Exactly as written, copy the lines that run from the start of the data below to the line containing "pub fn new(workspace: &Workspace)", both ends included.

═════ INPUT DATA

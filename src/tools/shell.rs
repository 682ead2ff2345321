use crate::args::unquote;
use crate::error::{ToolError, ToolInitError};
use crate::ops;
use crate::platform::platform;
use crate::session::Session;
use crate::tool::{require, ArgSpec, Descriptor, Handler, Invocation, ToolImpl};
use crate::workspace::{sanitize_name, Workspace};
use anyhow::{Context, Result};
use fs_err as fs;
use std::io::Write;
use std::path::{Path, PathBuf};

const SCHEDULE_EXT: &str = "schedule";

/// Runs command lines, directly or from named schedules.
pub struct Shell {
    descriptor: Descriptor<Shell>,
    dir: PathBuf,
}

impl Shell {
    pub const NAME: &'static str = "Shell";

    pub fn new(workspace: &Workspace) -> Result<Self, ToolInitError> {
        let descriptor = Descriptor::new(
            Self::NAME,
            "0.2",
            Invocation::new("shell", "sh", "(sh)ell"),
            vec![
                ArgSpec::new("-c", "--command", "<cmd>", "Run a command line"),
                ArgSpec::new("-a", "--add", "<schedule> <cmd>", "Append a command to a schedule"),
                ArgSpec::detailed(
                    "-r",
                    "--run",
                    "<schedule>",
                    "Run every command of a schedule",
                    &["stops at the first command that fails"],
                ),
                ArgSpec::new("-l", "--list", "", "List saved schedules"),
                ArgSpec::new("-d", "--delete", "<schedule>", "Delete a schedule"),
            ],
            vec![
                Shell::command as Handler<Shell>,
                Shell::add as Handler<Shell>,
                Shell::run_schedule as Handler<Shell>,
                Shell::list as Handler<Shell>,
                Shell::delete as Handler<Shell>,
            ],
        )?
        .with_fallback(Shell::run_line);
        Ok(Self {
            descriptor,
            dir: workspace.tool_dir(Self::NAME),
        })
    }

    fn schedule_path(&self, name: &str) -> PathBuf {
        self.dir
            .join(format!("{}.{SCHEDULE_EXT}", sanitize_name(unquote(name))))
    }

    fn command(&self, session: &mut Session<'_>, args: &[String]) -> Result<()> {
        require(args, 1, "-c <cmd>")?;
        self.run_line(session, args)
    }

    /// Anything that isn't a flag is run as-is: `sh echo hi`.
    fn run_line(&self, _session: &mut Session<'_>, args: &[String]) -> Result<()> {
        require(args, 1, "sh <cmd>")?;
        ops::run_checked(&mut platform().shell_command(&args.join(" ")))
    }

    fn add(&self, session: &mut Session<'_>, args: &[String]) -> Result<()> {
        let args = require(args, 2, "-a <schedule> <cmd>")?;
        fs::create_dir_all(&self.dir)?;
        let path = self.schedule_path(&args[0]);
        let mut file = fs::OpenOptions::new().create(true).append(true).open(&path)?;
        writeln!(file, "{}", args[1..].join(" ")).with_context(|| format!("writing {}", path.display()))?;
        session
            .console
            .info(format!("Command added to schedule \"{}\"", unquote(&args[0])));
        Ok(())
    }

    fn run_schedule(&self, session: &mut Session<'_>, args: &[String]) -> Result<()> {
        let args = require(args, 1, "-r <schedule>")?;
        let commands = load_schedule(&self.schedule_path(&args[0]), &args[0], &self.dir)?;
        let total = commands.len();
        for (i, line) in commands.iter().enumerate() {
            let step = session.console.paint(crate::console::color::PURPLE, &format!("[{}/{total}]", i + 1));
            session.console.notify(crate::console::Icon::Play, format!("{step} {line}"));
            ops::run_checked(&mut platform().shell_command(line))?;
        }
        session.console.info(format!("Schedule \"{}\" finished", unquote(&args[0])));
        Ok(())
    }

    fn list(&self, session: &mut Session<'_>, _args: &[String]) -> Result<()> {
        let mut schedules = Vec::new();
        if self.dir.is_dir() {
            for entry in fs::read_dir(&self.dir)? {
                let path = entry?.path();
                if path.extension().is_some_and(|e| e == SCHEDULE_EXT) {
                    let name = path.file_stem().map(|s| s.to_string_lossy().into_owned()).unwrap_or_default();
                    let count = parse_schedule(&fs::read_to_string(&path)?).len();
                    schedules.push((name, count));
                }
            }
        }
        if schedules.is_empty() {
            session.console.info("No schedule saved yet");
            return Ok(());
        }
        schedules.sort();
        session.console.line(format!("   *  {:<20}Commands", "Name"));
        for (i, (name, count)) in schedules.iter().enumerate() {
            session.console.line(format!("  {:>2}. {name:<20}{count}", i + 1));
        }
        Ok(())
    }

    fn delete(&self, session: &mut Session<'_>, args: &[String]) -> Result<()> {
        let args = require(args, 1, "-d <schedule>")?;
        let path = self.schedule_path(&args[0]);
        if !path.is_file() {
            return Err(not_found(&args[0], &self.dir).into());
        }
        if session.console.confirm(&format!("Confirm the deletion of {} ?", unquote(&args[0]))) {
            fs::remove_file(&path)?;
            session.console.info(format!("Schedule \"{}\" deleted", unquote(&args[0])));
        }
        Ok(())
    }
}

impl ToolImpl for Shell {
    fn descriptor(&self) -> &Descriptor<Self> {
        &self.descriptor
    }

    fn workspace(&self) -> Option<&Path> {
        Some(&self.dir)
    }
}

fn not_found(name: &str, dir: &Path) -> ToolError {
    ToolError::NotFound {
        what: "schedule",
        name: unquote(name).to_string(),
        location: dir.to_path_buf(),
    }
}

fn load_schedule(path: &Path, name: &str, dir: &Path) -> Result<Vec<String>> {
    if !path.is_file() {
        return Err(not_found(name, dir).into());
    }
    Ok(parse_schedule(&fs::read_to_string(path)?))
}

/// One command per line; blank lines and `#` comments are skipped.
pub fn parse_schedule(text: &str) -> Vec<String> {
    text.lines()
        .map(str::trim)
        .filter(|l| !l.is_empty() && !l.starts_with('#'))
        .map(str::to_string)
        .collect()
}

#[cfg(test)]
mod tests {
    use super::*;
    use crate::testing::Harness;
    use crate::tool::{Outcome, Tool};

    #[test]
    fn schedule_parsing_skips_comments_and_blanks() {
        assert_eq!(
            parse_schedule("echo one\n\n# note\n  echo two  \n"),
            vec!["echo one", "echo two"]
        );
    }

    #[test]
    fn schedule_names_are_sanitized() {
        let h = Harness::new();
        let shell = Shell::new(&h.workspace()).unwrap();
        let path = shell.schedule_path("\"nightly backup\"");
        assert_eq!(path, h.dir.path().join("Shell").join("nightly-backup.schedule"));
    }

    #[test]
    fn dotted_schedule_names_stay_distinct() {
        let mut h = Harness::new();
        let shell = Shell::new(&h.workspace()).unwrap();
        let v2 = shell.schedule_path("backup.v2");
        let v3 = shell.schedule_path("backup.v3");
        assert_eq!(v2, h.dir.path().join("Shell").join("backup.v2.schedule"));
        assert_ne!(v2, v3);

        h.dispatch(&shell, &["sh", "-a", "backup.v2", "echo two"], "");
        h.dispatch(&shell, &["sh", "-a", "backup.v3", "echo three"], "");
        assert_eq!(std::fs::read_to_string(&v2).unwrap(), "echo two\n");
        assert_eq!(std::fs::read_to_string(&v3).unwrap(), "echo three\n");

        let (_, listing) = h.dispatch(&shell, &["sh", "-l"], "");
        assert!(listing.contains("backup.v2"));
        assert!(listing.contains("backup.v3"));

        h.dispatch(&shell, &["sh", "-d", "backup.v2"], "y\n");
        assert!(!v2.exists());
        assert!(v3.exists());
    }

    #[test]
    fn missing_command_is_a_hint() {
        let mut h = Harness::new();
        let shell = Shell::new(&h.workspace()).unwrap();
        let (outcome, out) = h.dispatch(&shell, &["sh", "-c"], "");
        assert_eq!(outcome, Outcome::Failed);
        assert!(out.contains("usage: -c <cmd>"));
    }

    #[test]
    fn deleting_unknown_schedule_fails() {
        let mut h = Harness::new();
        let shell = Shell::new(&h.workspace()).unwrap();
        let (outcome, out) = h.dispatch(&shell, &["sh", "-d", "ghost"], "");
        assert_eq!(outcome, Outcome::Failed);
        assert!(out.contains("schedule \"ghost\" doesn't exist"));
    }

    #[test]
    fn help_lists_schedule_flags() {
        let shell = Shell::new(&Harness::new().workspace()).unwrap();
        let help = shell.render_help();
        assert!(help.contains("-a, --add <schedule> <cmd>"));
        assert!(help.contains("- stops at the first command that fails"));
    }

    #[cfg(unix)]
    #[test]
    fn bare_words_run_as_a_command() {
        let mut h = Harness::new();
        let marker = h.dir.path().join("marker");
        let shell = Shell::new(&h.workspace()).unwrap();
        let (outcome, out) = h.dispatch(&shell, &["sh", "touch", marker.to_str().unwrap()], "");
        assert_eq!(outcome, Outcome::Handled, "{out}");
        assert!(marker.exists());
    }

    #[cfg(unix)]
    #[test]
    fn failing_command_is_reported() {
        let mut h = Harness::new();
        let shell = Shell::new(&h.workspace()).unwrap();
        let (outcome, out) = h.dispatch(&shell, &["sh", "-c", "exit", "4"], "");
        assert_eq!(outcome, Outcome::Failed);
        assert!(out.contains("exited with status 4"));
    }

    #[cfg(unix)]
    #[test]
    fn schedules_are_added_listed_run_and_deleted() {
        let mut h = Harness::new();
        let log = h.dir.path().join("log.txt");
        let log = log.to_str().unwrap();
        let shell = Shell::new(&h.workspace()).unwrap();

        let first = format!("echo one >> {log}");
        let second = format!("echo two >> {log}");
        assert!(h.dispatch(&shell, &["sh", "-a", "daily", &first], "").0.is_success());
        assert!(h.dispatch(&shell, &["sh", "--add", "daily", &second], "").0.is_success());

        let (_, listing) = h.dispatch(&shell, &["sh", "-l"], "");
        assert!(listing.contains("daily"));
        assert!(listing.lines().any(|l| l.trim_end().ends_with('2')));

        let (outcome, out) = h.dispatch(&shell, &["sh", "-r", "daily"], "");
        assert_eq!(outcome, Outcome::Handled, "{out}");
        assert_eq!(std::fs::read_to_string(log).unwrap(), "one\ntwo\n");

        let (outcome, _) = h.dispatch(&shell, &["sh", "-d", "daily"], "n\n");
        assert_eq!(outcome, Outcome::Handled);
        assert!(shell.schedule_path("daily").exists());
        h.dispatch(&shell, &["sh", "-d", "daily"], "y\n");
        assert!(!shell.schedule_path("daily").exists());
    }

    #[cfg(unix)]
    #[test]
    fn schedule_stops_at_first_failure() {
        let mut h = Harness::new();
        let log = h.dir.path().join("log.txt");
        let log = log.to_str().unwrap();
        let shell = Shell::new(&h.workspace()).unwrap();
        h.dispatch(&shell, &["sh", "-a", "broken", "false"], "");
        h.dispatch(&shell, &["sh", "-a", "broken", &format!("echo late >> {log}")], "");
        let (outcome, _) = h.dispatch(&shell, &["sh", "-r", "broken"], "");
        assert_eq!(outcome, Outcome::Failed);
        assert!(!std::path::Path::new(log).exists());
    }
}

══════════

**FINISHED EXERCISE**
filename src/tools/shell.rs
repository 682ead2ff2345321
use crate::args::unquote;
use crate::error::{ToolError, ToolInitError};
use crate::ops;
use crate::platform::platform;
use crate::session::Session;
use crate::tool::{require, ArgSpec, Descriptor, Handler, Invocation, ToolImpl};
use crate::workspace::{sanitize_name, Workspace};
use anyhow::{Context, Result};
use fs_err as fs;
use std::io::Write;
use std::path::{Path, PathBuf};

const SCHEDULE_EXT: &str = "schedule";

/// Runs command lines, directly or from named schedules.
pub struct Shell {
    descriptor: Descriptor<Shell>,
    dir: PathBuf,
}

impl Shell {
    pub const NAME: &'static str = "Shell";

    pub fn new(workspace: &Workspace) -> Result<Self, ToolInitError> {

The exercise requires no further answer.